→ Task description: Report each line of the records below that uses the word "TransportError".

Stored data
☆ ☆ ☆ ☆

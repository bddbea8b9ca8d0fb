//! Ports at the session boundary.
//!
//! The session (transport, protocol framing, authentication) lives outside
//! this crate. It is driven through `Session` and calls back into an
//! `EventHandler` supplied when it is constructed.

use crate::error::TransportError;
use venue_types::{Event, Request};

/// Callback for every event a session delivers (Driving Port).
///
/// Called on a thread owned by the session, possibly concurrently for
/// unrelated events. Implementations must return quickly.
pub trait EventHandler: Send + Sync {
    fn on_event(&self, event: Event);
}

/// Asynchronous request sink (Driven Port).
///
/// `send` is fire-and-forget: success only means the request was handed to
/// the transport. The answer arrives later through the session's handler.
pub trait Session: Send + Sync {
    /// Hand a request to the transport
    fn send(&self, request: Request) -> Result<(), TransportError>;

    /// Graceful shutdown; further sends fail with `SessionStopped`.
    fn stop(&self);
}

☆ ☆ ☆ ☆

→ Reply to the task:
use crate::error::TransportError;
    fn send(&self, request: Request) -> Result<(), TransportError>;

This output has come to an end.